山羊副流感病毒3型感染MDBK细胞的转录组分析

doi:10.11843/j.issn.0366-6964.2019.02.014

畜牧兽医学报 ›› 2019, Vol. 50 ›› Issue (2): 364-372.doi: 10.11843/j.issn.0366-6964.2019.02.014

山羊副流感病毒3型感染MDBK细胞的转录组分析

钟纯燕^1,3, 李基棕^1,2*, 毛立¹, 李文良¹, 郝飞¹, 孙敏¹, 刘茂军¹, 主性³, 嵇辛勤³, 肖芳^1,3, 杨蕾蕾¹, 张纹纹¹

1. 江苏省农业科学院兽医研究所, 农业部兽用生物制品工程技术重点实验室, 南京 210014;
2. 临沂大学药学院, 临沂 276000;
3. 贵州大学动物科学学院, 贵阳 550025

收稿日期:2018-07-04 出版日期:2019-02-23 发布日期:2019-02-23
通讯作者: 李基棕,主要从事动物传染病防治和诊断技术研究,Tel:025-84391152,E-mail:lijizong22@sina.com
作者简介:钟纯燕(1992-),女,贵州兴义人,硕士生,主要从事动物传染病防治和诊断技术研究,Tel:025-84391152,E-mail:1462651179@qq.com
基金资助:
国家自然科学基金（31702272）；江苏省自然科学基金（BK2017059）；山东省自然科学基金（ZR2016CP08）；"十三五"国家重点研发计划项目（2016YFD0500908）

Transcriptome Analysis of MDBK Cells Infected with the Caprine Parainfluenza Virus Type 3 JSHA2014-1 Strain

ZHONG Chunyan^1,3, LI Jizong^1,2*, MAO Li¹, LI Wenliang¹, HAO Fei¹, SUN Min¹, LIU Maojun¹, ZHU Xing³, JI Xinqin³, XIAO Fang^1,3, YANG Leilei¹, ZHANG Wenwen¹

1. Key Laboratory of Veterinary Biological Engineering and Technology of Ministry of Agriculture, Institute of Veterinary Medicine, Jiangsu Academy of Agricultural Sciences, Nanjing 210014, China;
2. School of Pharmacy, Linyi University, Linyi 276000, China;
3. College of Animal Science of Guizhou University, Guiyang 550025, China

Received:2018-07-04 Online:2019-02-23 Published:2019-02-23

摘要/Abstract

摘要：

本研究旨在探究山羊副流感病毒3型（CPIV3）感染MDBK细胞后的转录组基因变化情况，丰富CPIV3转录组信息。
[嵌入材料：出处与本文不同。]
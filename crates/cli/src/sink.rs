//! Styled stdout report sink.

use console::Style;

use srcfix_core::report::{ReportEvent, ReportSink};

use crate::style;

/// Prints each report line to stdout, coloured by outcome.
#[derive(Debug, Default)]
pub struct ConsoleSink;

impl ReportSink for ConsoleSink {
    fn emit(&mut self, event: &ReportEvent) {
        let line = event.to_string();
        match event {
            ReportEvent::Changed { .. } => println!("{}", Style::new().green().apply_to(line)),
            ReportEvent::Unchanged { remaining, .. } if *remaining > 0 => {
                println!("{}", Style::new().yellow().apply_to(line))
            }
            ReportEvent::Unchanged { .. } => println!("{}", style::dim(&line)),
            ReportEvent::Failed { .. } => println!("{}", Style::new().red().apply_to(line)),
            ReportEvent::Summary(_) => {
                println!();
                println!("{}", style::header(&line));
            }
        }
    }
}
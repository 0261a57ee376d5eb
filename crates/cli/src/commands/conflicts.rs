//! `srcfix conflicts resolve` and `srcfix conflicts scan`.

use std::path::PathBuf;
use std::process::ExitCode;

use anyhow::{Context, Result};
use comfy_table::{presets::UTF8_FULL, Cell, ContentArrangement, Table};

use srcfix_core::config::SrcfixConfig;
use srcfix_core::conflict::ConflictResolver;
use srcfix_core::runner::{self, RunOptions};
use srcfix_core::store::{FileStore, FsStore};

use super::{discovery_for, exit_code};
use crate::sink::ConsoleSink;
use crate::style;

fn resolver(config: &SrcfixConfig) -> Result<ConflictResolver> {
    ConflictResolver::new(&config.conflicts.markers).context("invalid conflict markers")
}

/// Resolve conflict blocks in every target file, keeping the stashed side.
pub fn run_resolve(config: &SrcfixConfig, paths: Vec<PathBuf>, dry_run: bool) -> Result<ExitCode> {
    let resolver = resolver(config)?;
    let discovery = discovery_for(&config.general.root, &config.conflicts.targets, paths);
    let options = RunOptions {
        dry_run: dry_run || config.general.dry_run,
    };

    let summary = runner::run(
        discovery.paths(),
        &FsStore,
        &resolver,
        &mut ConsoleSink,
        options,
    );

    if summary.remaining > 0 {
        println!(
            "{}",
            style::warn(&format!(
                "{} conflict marker(s) could not be matched; run `srcfix conflicts scan` to inspect",
                summary.remaining
            ))
        );
    }

    Ok(exit_code(&summary))
}

/// List conflict blocks in every target file without modifying anything.
pub fn run_scan(config: &SrcfixConfig, paths: Vec<PathBuf>) -> Result<ExitCode> {
    let resolver = resolver(config)?;
    let discovery = discovery_for(&config.general.root, &config.conflicts.targets, paths);

    let mut table = Table::new();
    table.load_preset(UTF8_FULL);
    table.set_content_arrangement(ContentArrangement::Dynamic);
    table.set_header(vec!["File", "Line", "Ours", "Theirs", "Note"]);

    let mut blocks_total = 0;
    let mut failures = 0;
    let mut warnings = Vec::new();

    for item in discovery.paths() {
        let path = match item {
            Ok(path) => path,
            Err(e) => {
                println!("{}", style::error(&e.to_string()));
                failures += 1;
                continue;
            }
        };

        let text = match FsStore.read(&path) {
            Ok(text) => text,
            Err(e) => {
                println!("{}", style::error(&e.to_string()));
                failures += 1;
                continue;
            }
        };

        let blocks = resolver.scan(&text);
        for block in &blocks {
            let note = if block.has_base_section {
                "diff3 base section (discarded with ours)"
            } else {
                ""
            };
            table.add_row(vec![
                Cell::new(path.display()),
                Cell::new(block.start_line),
                Cell::new(format!("{} line(s)", block.ours_lines())),
                Cell::new(format!("{} line(s)", block.theirs_lines())),
                Cell::new(note),
            ]);
        }
        blocks_total += blocks.len();

        let unmatched = resolver
            .count_start_markers(&text)
            .saturating_sub(blocks.len());
        if unmatched > 0 {
            warnings.push(format!(
                "{}: {} start marker(s) without a matching separator/end marker",
                path.display(),
                unmatched
            ));
        }
    }

    println!();
    if blocks_total == 0 {
        println!("{}", style::success("No conflict blocks found"));
    } else {
        println!(
            "{}",
            style::header(&format!("Conflict Blocks ({})", blocks_total))
        );
        println!();
        println!("{}", table);
    }
    for warning in &warnings {
        println!("{}", style::warn(warning));
    }
    println!();

    Ok(if failures == 0 {
        ExitCode::SUCCESS
    } else {
        ExitCode::FAILURE
    })
}
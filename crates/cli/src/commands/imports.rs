//! `srcfix imports fix`.

use std::path::PathBuf;
use std::process::ExitCode;

use anyhow::{Context, Result};

use srcfix_core::config::SrcfixConfig;
use srcfix_core::imports::ImportRewriter;
use srcfix_core::runner::{self, RunOptions};
use srcfix_core::store::FsStore;

use super::{discovery_for, exit_code};
use crate::sink::ConsoleSink;
use crate::style;

/// Rewrite relative imports in every target file.
pub fn run_fix(config: &SrcfixConfig, paths: Vec<PathBuf>, dry_run: bool) -> Result<ExitCode> {
    let rewriter =
        ImportRewriter::new(config.imports.rule.clone()).context("invalid import rule")?;
    let rule = rewriter.rule();
    println!(
        "{}",
        style::dim(&format!(
            "Rewriting imports: {} -> {}",
            rule.relative_prefix, rule.alias
        ))
    );

    let discovery = discovery_for(&config.general.root, &config.imports.targets, paths);
    let options = RunOptions {
        dry_run: dry_run || config.general.dry_run,
    };

    let summary = runner::run(
        discovery.paths(),
        &FsStore,
        &rewriter,
        &mut ConsoleSink,
        options,
    );
    Ok(exit_code(&summary))
}
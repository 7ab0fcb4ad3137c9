//! End-to-end pipeline tests against the in-memory store and a scripted
//! embedding client: incremental skip, idempotent re-index, partial
//! embedding failure, and failure isolation.

use std::fs;
use std::path::Path;
use std::sync::atomic::{AtomicUsize, Ordering};

use async_trait::async_trait;
use tempfile::TempDir;

use ragsync::config::Config;
use ragsync::embedding::{EmbeddingClient, ProviderError};
use ragsync::pipeline::{CancelFlag, Pipeline};
use ragsync::progress::NoProgress;
use ragsync::report::RunStats;
use ragsync::store::MemoryStore;

const DIMS: usize = 4;

/// Deterministic embedder double. Optionally poisons any batch containing
/// a marker substring, which the batcher must isolate by bisection.
struct TestEmbedder {
    poison_marker: Option<&'static str>,
    calls: AtomicUsize,
}

impl TestEmbedder {
    fn healthy() -> Self {
        Self {
            poison_marker: None,
            calls: AtomicUsize::new(0),
        }
    }

    fn poisoned(marker: &'static str) -> Self {
        Self {
            poison_marker: Some(marker),
            calls: AtomicUsize::new(0),
        }
    }

    fn calls(&self) -> usize {
        self.calls.load(Ordering::SeqCst)
    }
}

#[async_trait]
impl EmbeddingClient for TestEmbedder {
    fn model_name(&self) -> &str {
        "test-embedder"
    }

    fn dims(&self) -> usize {
        DIMS
    }

    async fn embed(&self, texts: &[String]) -> Result<Vec<Vec<f32>>, ProviderError> {
        self.calls.fetch_add(1, Ordering::SeqCst);
        if let Some(marker) = self.poison_marker {
            if texts.iter().any(|t| t.contains(marker)) {
                return Err(ProviderError::ContextOverflow("marker".to_string()));
            }
        }
        Ok(texts.iter().map(|_| vec![0.5; DIMS]).collect())
    }
}

fn test_config() -> Config {
    let mut config = Config::default();
    config.store.collection = "test".to_string();
    config.store.vector_dim = DIMS;
    config.chunking.macro_tokens = 256;
    config.chunking.fine_tokens = 64;
    config.chunking.overlap_tokens = 6;
    config.chunking.min_chunk_tokens = 5;
    config.embedding.max_retries = 0;
    config
}

/// A paragraph of varied prose, large enough to pass the quality gate.
fn paragraph(seed: usize) -> String {
    format!(
        "Section {seed} covers deployment, configuration, and monitoring. \
         The service reads input files, validates their contents, and writes \
         results downstream. Operators should review logs after each rollout \
         and confirm that dashboards show healthy request rates."
    )
}

fn write_doc(dir: &Path, name: &str, paragraphs: usize) {
    let body: Vec<String> = (0..paragraphs).map(paragraph).collect();
    fs::write(dir.join(name), body.join("\n\n")).unwrap();
}

async fn run_pipeline(
    config: &Config,
    store: &MemoryStore,
    embedder: &TestEmbedder,
    root: &Path,
) -> RunStats {
    let progress = NoProgress;
    let mut pipeline =
        Pipeline::new(config, store, embedder, &progress, CancelFlag::new()).unwrap();
    pipeline.run(root).await.unwrap()
}

#[tokio::test]
async fn indexes_a_directory() {
    let tmp = TempDir::new().unwrap();
    write_doc(tmp.path(), "alpha.md", 4);
    write_doc(tmp.path(), "beta.md", 2);

    let config = test_config();
    let store = MemoryStore::new();
    let embedder = TestEmbedder::healthy();

    let stats = run_pipeline(&config, &store, &embedder, tmp.path()).await;

    assert_eq!(stats.files_total, 2);
    assert_eq!(stats.files_processed, 2);
    assert_eq!(stats.files_failed, 0);
    assert!(stats.chunks_created > 0);
    assert_eq!(store.point_count("test"), stats.chunks_created);
}

// Re-run over an unmodified directory: everything is skipped before
// extraction, so the provider sees no calls and no points change.
#[tokio::test]
async fn rerun_over_unchanged_directory_skips_everything() {
    let tmp = TempDir::new().unwrap();
    write_doc(tmp.path(), "alpha.md", 4);
    write_doc(tmp.path(), "beta.md", 3);
    write_doc(tmp.path(), "gamma.md", 2);

    let config = test_config();
    let store = MemoryStore::new();
    let embedder = TestEmbedder::healthy();

    let first = run_pipeline(&config, &store, &embedder, tmp.path()).await;
    assert_eq!(first.files_processed, 3);
    let calls_after_first = embedder.calls();
    let upserts_after_first = store.upsert_calls();
    let points_after_first = store.point_count("test");

    let second = run_pipeline(&config, &store, &embedder, tmp.path()).await;

    assert_eq!(second.files_total, 3);
    assert_eq!(second.files_processed, 0);
    assert_eq!(second.files_skipped, 3);
    assert_eq!(second.chunks_created, 0);
    assert_eq!(embedder.calls(), calls_after_first);
    assert_eq!(store.upsert_calls(), upserts_after_first);
    assert_eq!(store.point_count("test"), points_after_first);
}

// Indexing an unchanged file twice produces no duplicate points even when
// the dedup check is bypassed, because point ids are stable.
#[tokio::test]
async fn reindex_of_changed_file_overwrites_points() {
    let tmp = TempDir::new().unwrap();
    write_doc(tmp.path(), "alpha.md", 3);

    let config = test_config();
    let store = MemoryStore::new();
    let embedder = TestEmbedder::healthy();

    let first = run_pipeline(&config, &store, &embedder, tmp.path()).await;
    let first_points = store.point_count("test");
    assert_eq!(first_points, first.chunks_created);

    // Change the file: same chunk count, new content hash.
    let body: Vec<String> = (10..13).map(paragraph).collect();
    fs::write(tmp.path().join("alpha.md"), body.join("\n\n")).unwrap();

    let second = run_pipeline(&config, &store, &embedder, tmp.path()).await;
    assert_eq!(second.files_processed, 1);
    assert_eq!(
        store.point_count("test"),
        second.chunks_created,
        "stable ids must overwrite, not duplicate"
    );
}

#[tokio::test]
async fn same_run_duplicate_content_is_skipped() {
    let tmp = TempDir::new().unwrap();
    write_doc(tmp.path(), "alpha.md", 3);
    // Identical bytes under a different name.
    let original = fs::read(tmp.path().join("alpha.md")).unwrap();
    fs::write(tmp.path().join("copy.md"), &original).unwrap();

    let config = test_config();
    let store = MemoryStore::new();
    let embedder = TestEmbedder::healthy();

    let stats = run_pipeline(&config, &store, &embedder, tmp.path()).await;
    assert_eq!(stats.files_total, 2);
    assert_eq!(stats.files_processed, 1);
    assert_eq!(stats.files_skipped, 1);
}

#[tokio::test]
async fn corrupt_file_fails_alone_without_aborting_the_run() {
    let tmp = TempDir::new().unwrap();
    write_doc(tmp.path(), "good.md", 3);
    fs::write(tmp.path().join("bad.pdf"), b"not a valid pdf").unwrap();

    let config = test_config();
    let store = MemoryStore::new();
    let embedder = TestEmbedder::healthy();

    let stats = run_pipeline(&config, &store, &embedder, tmp.path()).await;

    assert_eq!(stats.files_total, 2);
    assert_eq!(stats.files_processed, 1);
    assert_eq!(stats.files_failed, 1);
    assert_eq!(stats.failures.len(), 1);
    assert!(stats.failures[0].path.contains("bad.pdf"));
}

#[tokio::test]
async fn low_quality_file_is_a_counted_failure() {
    let tmp = TempDir::new().unwrap();
    write_doc(tmp.path(), "good.md", 3);
    fs::write(tmp.path().join("junk.txt"), "aaaa aaaa aaaa").unwrap();

    let config = test_config();
    let store = MemoryStore::new();
    let embedder = TestEmbedder::healthy();

    let stats = run_pipeline(&config, &store, &embedder, tmp.path()).await;
    assert_eq!(stats.files_failed, 1);
    assert!(stats.failures[0].reason.contains("quality"));
}

#[tokio::test]
async fn oversized_file_is_refused_without_reading() {
    let tmp = TempDir::new().unwrap();
    write_doc(tmp.path(), "good.md", 3);
    write_doc(tmp.path(), "huge.md", 8);

    let mut config = test_config();
    // Cap below the size of huge.md but above good.md.
    let good_len = fs::metadata(tmp.path().join("good.md")).unwrap().len();
    config.extraction.max_file_size = good_len + 10;

    let store = MemoryStore::new();
    let embedder = TestEmbedder::healthy();
    let stats = run_pipeline(&config, &store, &embedder, tmp.path()).await;

    assert_eq!(stats.files_processed, 1);
    assert_eq!(stats.files_failed, 1);
    assert!(stats.failures[0].reason.contains("max_file_size"));
}

// A poison chunk inside one file is isolated; the rest of the file's
// chunks still embed and upload.
#[tokio::test]
async fn poison_chunk_is_isolated_and_rest_uploads() {
    let tmp = TempDir::new().unwrap();
    let mut body: Vec<String> = (0..5).map(paragraph).collect();
    body.insert(
        2,
        "This paragraph carries the poisonmarker token that the embedding \
         provider rejects outright, along with enough surrounding prose to \
         survive chunk validation and reach the provider as its own chunk."
            .to_string(),
    );
    fs::write(tmp.path().join("mixed.md"), body.join("\n\n")).unwrap();

    let config = test_config();
    let store = MemoryStore::new();
    let embedder = TestEmbedder::poisoned("poisonmarker");

    let stats = run_pipeline(&config, &store, &embedder, tmp.path()).await;

    assert_eq!(stats.files_processed, 1, "partial failure still uploads");
    assert!(stats.chunks_failed >= 1);
    assert!(stats.chunks_created >= 1);
    assert_eq!(store.point_count("test"), stats.chunks_created);
    for point in store.points("test") {
        assert!(!point.payload.text.contains("poisonmarker"));
    }
}

#[tokio::test]
async fn uploaded_points_carry_the_payload_contract() {
    let tmp = TempDir::new().unwrap();
    write_doc(tmp.path(), "guide.md", 4);

    let config = test_config();
    let store = MemoryStore::new();
    let embedder = TestEmbedder::healthy();

    let stats = run_pipeline(&config, &store, &embedder, tmp.path()).await;
    assert!(stats.chunks_created > 1);

    let mut points = store.points("test");
    points.sort_by_key(|p| p.payload.chunk_index);

    let total = points.len();
    for (i, point) in points.iter().enumerate() {
        assert_eq!(point.payload.doc_type, "DocumentChunk");
        assert_eq!(point.payload.chunk_index, i, "indices contiguous from 0");
        assert_eq!(point.payload.total_chunks, total);
        assert_eq!(point.payload.embedding_model, "test-embedder");
        assert_eq!(point.payload.chunking_method, "semantic");
        assert!(!point.payload.file_hash.is_empty());
        assert!(!point.payload.title.is_empty());
        assert!(point.payload.token_count > 0);
        assert!(point.payload.token_count <= config.chunking.max_model_tokens);
    }
}

#[tokio::test]
async fn cancellation_stops_between_files() {
    let tmp = TempDir::new().unwrap();
    write_doc(tmp.path(), "alpha.md", 2);
    write_doc(tmp.path(), "beta.md", 2);

    let config = test_config();
    let store = MemoryStore::new();
    let embedder = TestEmbedder::healthy();

    let cancel = CancelFlag::new();
    cancel.cancel();
    let progress = NoProgress;
    let mut pipeline = Pipeline::new(&config, &store, &embedder, &progress, cancel).unwrap();
    let stats = pipeline.run(tmp.path()).await.unwrap();

    assert_eq!(stats.files_total, 2);
    assert_eq!(stats.files_processed, 0);
    assert_eq!(store.point_count("test"), 0);
}

#[tokio::test]
async fn dims_mismatch_is_run_fatal() {
    let tmp = TempDir::new().unwrap();
    write_doc(tmp.path(), "alpha.md", 2);

    let mut config = test_config();
    config.store.vector_dim = DIMS + 1;

    let store = MemoryStore::new();
    let embedder = TestEmbedder::healthy();
    let progress = NoProgress;
    let mut pipeline =
        Pipeline::new(&config, &store, &embedder, &progress, CancelFlag::new()).unwrap();

    assert!(pipeline.run(tmp.path()).await.is_err());
}
//! Ingestion pipeline orchestration.
//!
//! Drives the full flow for one run: scan → dedup check → extraction →
//! normalization → chunking → validation → batched embedding → batched
//! upsert, accumulating [`RunStats`]. Files are processed sequentially and
//! one at a time; the embedding provider is sensitive to overlapping batch
//! submissions, and the sequential model keeps the dedup cache
//! single-writer. File-level failures never abort the run; only store
//! bootstrap failures do.

use std::path::Path;
use std::sync::atomic::{AtomicBool, Ordering};
use std::sync::Arc;
use std::time::Instant;

use anyhow::{Context, Result};

use crate::batch::{embed_chunks, ChunkEmbedding};
use crate::chunk::chunk_document;
use crate::config::{ChunkStrategy, Config};
use crate::dedup::{hash_bytes, is_already_indexed, HashCache};
use crate::embedding::EmbeddingClient;
use crate::extract::{ensure_within_size, extract_with_timeout, ExtractionCoordinator};
use crate::models::{FileState, SourceDocument};
use crate::normalize::{clean_text, validate_text_quality};
use crate::progress::{FilePhase, ProgressReporter};
use crate::report::RunStats;
use crate::scan::scan_directory;
use crate::store::{
    upsert_with_retry, IndexedPoint, PointPayload, VectorStore, DOC_TYPE_CHUNK, HASH_FIELD,
};

/// Minimum characters of cleaned text worth chunking.
const MIN_DOCUMENT_CHARS: usize = 100;

/// Cooperative cancellation at file granularity: the file in flight
/// finishes (or fails) before the run stops, so no partial uploads are
/// left behind.
#[derive(Clone, Default)]
pub struct CancelFlag(Arc<AtomicBool>);

impl CancelFlag {
    pub fn new() -> Self {
        Self::default()
    }

    pub fn cancel(&self) {
        self.0.store(true, Ordering::SeqCst);
    }

    pub fn is_cancelled(&self) -> bool {
        self.0.load(Ordering::SeqCst)
    }
}

/// Record a state transition for tracing and keep the current state in
/// sync. Terminal states end the file's journey, so nothing may leave one.
fn advance(doc: &SourceDocument, state: &mut FileState, to: FileState) {
    debug_assert!(
        !state.is_terminal(),
        "transition out of terminal state {:?}",
        state
    );
    *state = to;
    tracing::trace!(path = %doc.relative_path, state = ?to, terminal = to.is_terminal(), "file state");
}

enum FileOutcome {
    Skipped,
    Processed {
        uploaded: usize,
        failed_chunks: usize,
    },
    Failed(String),
}

/// One ingestion run over a directory tree.
pub struct Pipeline<'a> {
    config: &'a Config,
    store: &'a dyn VectorStore,
    embedder: &'a dyn EmbeddingClient,
    progress: &'a dyn ProgressReporter,
    cancel: CancelFlag,
    strategy: ChunkStrategy,
    coordinator: Arc<ExtractionCoordinator>,
    cache: HashCache,
}

impl<'a> Pipeline<'a> {
    /// Resolve run-wide decisions (chunking tier) once, up front, so every
    /// file in the run behaves the same way.
    pub fn new(
        config: &'a Config,
        store: &'a dyn VectorStore,
        embedder: &'a dyn EmbeddingClient,
        progress: &'a dyn ProgressReporter,
        cancel: CancelFlag,
    ) -> Result<Self> {
        let strategy = config.chunking.resolve_strategy()?;
        if strategy != ChunkStrategy::Semantic {
            tracing::warn!(tier = strategy.as_str(), "chunking degraded below semantic tier");
        }

        Ok(Self {
            config,
            store,
            embedder,
            progress,
            cancel,
            strategy,
            coordinator: Arc::new(ExtractionCoordinator::new()),
            cache: HashCache::new(),
        })
    }

    /// Idempotently prepare the destination collection and its hash index.
    /// Failure here is run-fatal: nothing can be indexed without it.
    pub async fn bootstrap(&self) -> Result<()> {
        if self.embedder.dims() != self.config.store.vector_dim {
            anyhow::bail!(
                "embedding model dims {} do not match store.vector_dim {}",
                self.embedder.dims(),
                self.config.store.vector_dim
            );
        }

        let store_cfg = &self.config.store;
        self.store
            .ensure_collection(
                &store_cfg.collection,
                store_cfg.vector_dim,
                &store_cfg.distance,
            )
            .await
            .with_context(|| format!("failed to ensure collection '{}'", store_cfg.collection))?;
        self.store
            .ensure_hash_index(&store_cfg.collection, HASH_FIELD)
            .await
            .with_context(|| {
                format!(
                    "failed to ensure hash index on '{}.{}'",
                    store_cfg.collection, HASH_FIELD
                )
            })?;
        Ok(())
    }

    /// Process every file under `root` and return the run statistics.
    pub async fn run(&mut self, root: &Path) -> Result<RunStats> {
        let started = Instant::now();
        self.bootstrap().await?;

        let documents = scan_directory(&self.config.scan, root)?;

        let mut stats = RunStats {
            files_total: documents.len(),
            ..Default::default()
        };

        let total = documents.len() as u64;
        for (i, doc) in documents.iter().enumerate() {
            if self.cancel.is_cancelled() {
                tracing::warn!(
                    remaining = documents.len() - i,
                    "cancellation requested, stopping before next file"
                );
                break;
            }

            let n = (i + 1) as u64;
            stats.bytes_scanned += doc.size;

            match self.process_file(doc, n, total, &mut stats).await {
                FileOutcome::Skipped => {
                    stats.files_skipped += 1;
                }
                FileOutcome::Processed {
                    uploaded,
                    failed_chunks,
                } => {
                    stats.files_processed += 1;
                    stats.chunks_created += uploaded;
                    stats.chunks_failed += failed_chunks;
                }
                FileOutcome::Failed(reason) => {
                    tracing::warn!(path = %doc.relative_path, reason = %reason, "file failed");
                    self.progress.report(
                        &doc.path,
                        n,
                        total,
                        &FilePhase::Failed {
                            reason: reason.clone(),
                        },
                    );
                    stats.record_failure(&doc.relative_path, reason);
                }
            }
        }

        stats.duration = started.elapsed();
        tracing::info!(
            processed = stats.files_processed,
            skipped = stats.files_skipped,
            failed = stats.files_failed,
            chunks = stats.chunks_created,
            "run finished"
        );
        Ok(stats)
    }

    /// Walk one file through the state machine. Every failure is file
    /// scoped; the returned outcome carries the terminal state.
    async fn process_file(
        &mut self,
        doc: &SourceDocument,
        n: u64,
        total: u64,
        stats: &mut RunStats,
    ) -> FileOutcome {
        let mut state = FileState::Discovered;

        // Oversized files are refused before any bytes are read.
        if let Err(e) = ensure_within_size(doc.size, self.config.extraction.max_file_size) {
            return FileOutcome::Failed(e.to_string());
        }

        self.progress.report(&doc.path, n, total, &FilePhase::Hashing);
        let bytes = match std::fs::read(&doc.path) {
            Ok(bytes) => bytes,
            Err(e) => return FileOutcome::Failed(format!("file unreadable: {}", e)),
        };
        let file_hash = hash_bytes(&bytes);
        advance(doc, &mut state, FileState::HashComputed);

        if is_already_indexed(&self.cache, self.store, &self.config.store.collection, &file_hash)
            .await
        {
            self.cache.mark_skipped(&doc.relative_path, &file_hash);
            advance(doc, &mut state, FileState::SkippedUnchanged);
            self.progress
                .report(&doc.path, n, total, &FilePhase::SkippedUnchanged);
            tracing::debug!(path = %doc.relative_path, "content unchanged, skipping");
            return FileOutcome::Skipped;
        }

        advance(doc, &mut state, FileState::Extracting);
        self.progress
            .report(&doc.path, n, total, &FilePhase::Extracting);
        let extracted = match extract_with_timeout(
            Arc::clone(&self.coordinator),
            doc.path.clone(),
            bytes,
            self.config.extraction.timeout_secs,
        )
        .await
        {
            Ok(extracted) => extracted,
            Err(e) => {
                advance(doc, &mut state, FileState::ExtractionFailed);
                return FileOutcome::Failed(e.to_string());
            }
        };
        advance(doc, &mut state, FileState::Extracted);
        for warning in &extracted.warnings {
            tracing::debug!(path = %doc.relative_path, warning = %warning, "extraction warning");
        }

        let cleaned = clean_text(&extracted.text);
        if !validate_text_quality(&cleaned, MIN_DOCUMENT_CHARS) {
            return FileOutcome::Failed("low text quality".to_string());
        }

        advance(doc, &mut state, FileState::Chunking);
        self.progress
            .report(&doc.path, n, total, &FilePhase::Chunking);
        let outcome = chunk_document(&cleaned, &self.config.chunking, self.strategy);
        stats.chunks_dropped += outcome.dropped;
        let chunks = outcome.chunks;
        if chunks.is_empty() {
            return FileOutcome::Failed("no valid chunks".to_string());
        }
        advance(doc, &mut state, FileState::Chunked);

        advance(doc, &mut state, FileState::Embedding);
        self.progress.report(
            &doc.path,
            n,
            total,
            &FilePhase::Embedding {
                chunks: chunks.len(),
            },
        );
        let embeddings = embed_chunks(self.embedder, &self.config.embedding, &chunks).await;
        let failed_chunks = embeddings.iter().filter(|e| e.is_failed()).count();
        if failed_chunks == chunks.len() {
            advance(doc, &mut state, FileState::EmbeddingFailed);
            return FileOutcome::Failed("embedding failed for every chunk".to_string());
        }
        advance(doc, &mut state, FileState::Embedded);

        let title = extracted.title.clone().unwrap_or_else(|| {
            doc.path
                .file_name()
                .map(|f| f.to_string_lossy().into_owned())
                .unwrap_or_else(|| doc.relative_path.clone())
        });
        let timestamp = chrono::Utc::now().to_rfc3339();

        let points: Vec<IndexedPoint> = chunks
            .iter()
            .zip(embeddings.iter())
            .filter_map(|(chunk, embedding)| match embedding {
                ChunkEmbedding::Vector(vector) => Some(IndexedPoint {
                    id: IndexedPoint::stable_id(&doc.relative_path, chunk.chunk_index),
                    vector: vector.clone(),
                    payload: PointPayload {
                        doc_type: DOC_TYPE_CHUNK,
                        text: chunk.text.clone(),
                        source_path: doc.relative_path.clone(),
                        title: title.clone(),
                        timestamp: timestamp.clone(),
                        chunk_index: chunk.chunk_index,
                        total_chunks: chunk.total_chunks,
                        semantic_block_index: chunk.semantic_block_index,
                        token_count: chunk.token_count,
                        chunking_method: chunk.chunking_method,
                        embedding_model: self.embedder.model_name().to_string(),
                        file_hash: file_hash.clone(),
                    },
                }),
                ChunkEmbedding::Failed(_) => None,
            })
            .collect();

        self.progress.report(
            &doc.path,
            n,
            total,
            &FilePhase::Uploading {
                points: points.len(),
            },
        );
        for upload_batch in points.chunks(self.config.store.upload_batch_size) {
            if let Err(e) = upsert_with_retry(
                self.store,
                &self.config.store.collection,
                upload_batch,
                self.config.store.max_retries,
            )
            .await
            {
                return FileOutcome::Failed(format!("upload failed: {}", e));
            }
        }

        self.cache.mark_indexed(&doc.relative_path, &file_hash);
        advance(doc, &mut state, FileState::Uploaded);
        self.progress.report(
            &doc.path,
            n,
            total,
            &FilePhase::Done {
                chunks: points.len(),
            },
        );
        tracing::info!(
            path = %doc.relative_path,
            chunks = points.len(),
            extractor = extracted.extractor,
            "file indexed"
        );

        FileOutcome::Processed {
            uploaded: points.len(),
            failed_chunks,
        }
    }
}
取1 MOI CPIV3 JSHA2014-1病毒液感染MDBK细胞，设非感染正常细胞为对照，于24 h后收获细胞，提取总RNA，利用Illumina HiSeq^TM 2500对感染组与对照组进行高通量测序，并用测序评估、基因注释等生物信息学方法进行分析。结果显示，差异表达基因共261个，其中表达上调140个，表达下调121个，经RT-qPCR方法验证8个差异表达的干扰素信号通路相关基因，结果与高通量测序一致。进一步GO分类结果显示，差异表达基因主要涉及细胞生物学进程、构成细胞的组分以及实现的分子功能三个方面，KEGG分析显示这些基因参与代谢、生物系统、细胞进程、基因信息进程和环境信息进程。本研究为深入探究CPIV3的致病机制奠定了基础。

Abstract:

To explore the cellular transcriptional gene differentially expressed in MDBK cells infected with caprine parainfluenza virus type 3 (CPIV3), we analyzed the mRNA expression profiles in MDBK cells infected with 1 MOI CPIV3 JSHA2014-1 strain at 24 hpi using high-throughput sequencing. The results indicated that a total of 261 genes were obviously differentially expressed in the infected MDBK cells including 140 up-regulated genes and 121 down-regulated genes. The eight of these genes were verified by RT-qPCR assay, and the results were consistent with those of high-throughput sequencing. GO analysis classification showed that differentially expressed genes were mainly involved in biological processes, cellular components and molecular functions. KEGG analysis shows that the signaling pathways involved in these genes included metabolism-related signaling pathways, biological systems, cellular processes, gene information processes and environmental information processes. This study laid the foundation for further exploring the pathogenesis of CPIV3.

中图分类号:

S852.659.5

钟纯燕, 李基棕, 毛立, 李文良, 郝飞, 孙敏, 刘茂军, 主性, 嵇辛勤, 肖芳, 杨蕾蕾, 张纹纹. 山羊副流感病毒3型感染MDBK细胞的转录组分析[J]. 畜牧兽医学报, 2019, 50(2): 364-372.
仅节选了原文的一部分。